Two new studies using contrasting approaches shed light on why sex evolves, and how it maintains itself.

Sexual reproduction isn't easy. In evolutionary terms it is much less effort to reproduce asexually. However, asexual organisms have genetic loci that are permanently linked and so, theoretically, are more prone to accumulating deleterious mutations — a factor that is often cited to explain the evolutionarily short-lived nature of most asexual species.

Paland and Lynch tested whether the theoretical advantage that sex has in purging deleterious mutations — owing to the meiotic and recombinational reshuffling of genes— is evident in a real system: sexual and asexual forms of the water flea Daphnia pulex. Their approach was to compare mitochondrial genes of the two forms for ratios of synonymous and non-synonymous nucleotide substitution — if the rate of the former (Ks) is greater than that of the latter (Kn), this indicates that a gene has been subject to the purging effects of purifying selection.

The contrast between the sexual and asexual groups was striking: the Kn/Ks ratio was much higher for asexual branches of the D. pulex phylogenetic tree, which indicates an accelerated accumulation of deleterious mutations. The authors estimate that 17.7% of amino-acid substitutions arising in asexual lineages persist despite being deleterious, compared with just 4.4% in sexual lineages. This provides strong empirical evidence that the purging of mildly deleterious mutations is a key advantage of sex.

But does this factor alone account for the prevalence of sex among multicellular organisms? Sex is expected to speed up the purging of deleterious mutations only if mutations in interacting genes are more deleterious in combination than expected from their individual effects, a pattern called negative epistasis. Azevedo and colleagues used a modelling approach to test whether negative epistasis evolves as a consequence of sexual reproduction.

The authors used a model that represents individuals as networks of interacting transcriptional regulators. Under conditions that are known to favour genetic robustness (insensitivity of phenotypes to mutations) they compared sexual and asexual populations. As expected, robustness increased in both types of population until it reached an equilibrium, but this equilibrium was reached at a significantly lower value in asexual populations. Moreover, sexual populations at equilibrium showed negative epistasis, whereas asexual populations showed positive epistasis.

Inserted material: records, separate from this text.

//! HTTP-only checks: page responses, markup shell, meta tags, links and assets

use std::future::Future;
use std::sync::Arc;

use super::{http_case, Case, CaseKind, Outcome, SessionContext};
use crate::config::HarnessConfig;
use crate::discovery::TargetDiscovery;
use crate::error::CheckResult;
use crate::reachability::{MetaTag, Reference};

const SUITE: &str = "static";

/// A static case parametrized by one path or URL
fn param_case<F, Fut>(name: &str, param: &str, check: F) -> Case
where
    F: Fn(Arc<SessionContext>, String) -> Fut + Send + Sync + 'static,
    Fut: Future<Output = CheckResult<()>> + Send + 'static,
{
    let param = param.to_string();
    http_case(SUITE, name, Some(param.clone()), CaseKind::Static, move |ctx| {
        let check = check(ctx, param.clone());
        async move { check.await.map(|_| Outcome::Passed) }
    })
}

fn single_case<F, Fut>(name: &str, check: F) -> Case
where
    F: Fn(Arc<SessionContext>) -> Fut + Send + Sync + 'static,
    Fut: Future<Output = CheckResult<()>> + Send + 'static,
{
    http_case(SUITE, name, None, CaseKind::Static, move |ctx| {
        let check = check(ctx);
        async move { check.await.map(|_| Outcome::Passed) }
    })
}

pub fn cases(config: &HarnessConfig, discovery: &TargetDiscovery) -> Vec<Case> {
    let mut cases = Vec::new();

    for page in discovery.pages() {
        cases.push(param_case("page_returns_200", &page, |ctx, page| async move {
            ctx.links.check_status(&page).await
        }));
        cases.push(param_case("page_has_content", &page, |ctx, page| async move {
            ctx.links.check_content(&page).await
        }));
        cases.push(param_case("page_has_valid_html", &page, |ctx, page| async move {
            ctx.links.check_document_shell(&page).await
        }));
        cases.push(param_case("internal_links_resolve", &page, |ctx, page| async move {
            ctx.links.check_internal_links(&page).await
        }));
        for tag in MetaTag::all() {
            let name = format!("page_has_{}_meta", tag.as_str());
            cases.push(param_case(&name, &page, move |ctx, page| async move {
                ctx.links.check_meta(&page, tag).await
            }));
        }
    }

    for resource in &config.external_resources {
        cases.push(param_case("external_resource_accessible", resource, |ctx, url| async move {
            ctx.links.check_external(&url).await
        }));
    }

    for image in &config.images {
        cases.push(param_case("image_exists", image, |ctx, image| async move {
            ctx.links.check_asset(&image, 0).await
        }));
    }
    cases.push(single_case("images_referenced_in_pages", |ctx| async move {
        ctx.links.check_references("/index.html", Reference::Images).await
    }));

    cases.push(single_case("main_css_loads", |ctx| async move {
        ctx.links.check_asset("/assets/css/main.css", 100).await
    }));
    cases.push(single_case("fontawesome_css_loads", |ctx| async move {
        ctx.links.check_asset("/assets/css/fontawesome-all.min.css", 0).await
    }));
    cases.push(single_case("main_js_loads", |ctx| async move {
        ctx.links.check_asset("/assets/js/main.js", 0).await
    }));
    cases.push(single_case("all_js_files_load", |ctx| async move {
        ctx.links.check_references("/index.html", Reference::Scripts).await
    }));

    cases
}

#[cfg(test)]
mod tests {
    use super::*;

    #[test]
    fn test_cases_cover_every_page_and_resource() {
        let dir = tempfile::tempdir().unwrap();
        let config = HarnessConfig {
            site_root: dir.path().to_path_buf(),
            ..Default::default()
        };
        let discovery = TargetDiscovery::new(&config);
        let cases = cases(&config, &discovery);

        // 4 fixed pages x 7 checks, 3 external, 2 images, 5 single
        assert_eq!(cases.len(), 4 * 7 + 3 + 2 + 5);
        assert!(cases.iter().all(|c| c.kind == CaseKind::Static));

        let ids: Vec<String> = cases.iter().map(|c| c.id(None)).collect();
        assert!(ids.contains(&"static::page_returns_200[/index.html]".to_string()));
        assert!(ids.contains(&"static::page_has_charset_meta[/blog/page/2/index.html]".to_string()));
        assert!(ids.contains(&"static::main_css_loads".to_string()));
    }
}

This pattern held up under a range of conditions, so it seems that negative epistasis in sexually reproducing organisms is favoured wherever conditions favour genetic robustness (which is likely to be the case in most multicellular organisms). This disproportionate increase of the deleterious effects of interacting mutations in sexual populations obviously favours the maintenance of this reproductive mode, where natural selection can more easily purge deleterious mutations.

Together, these studies suggest that we might be getting close to understanding why most muticellular organisms think that sex is worth bothering with — despite its costs.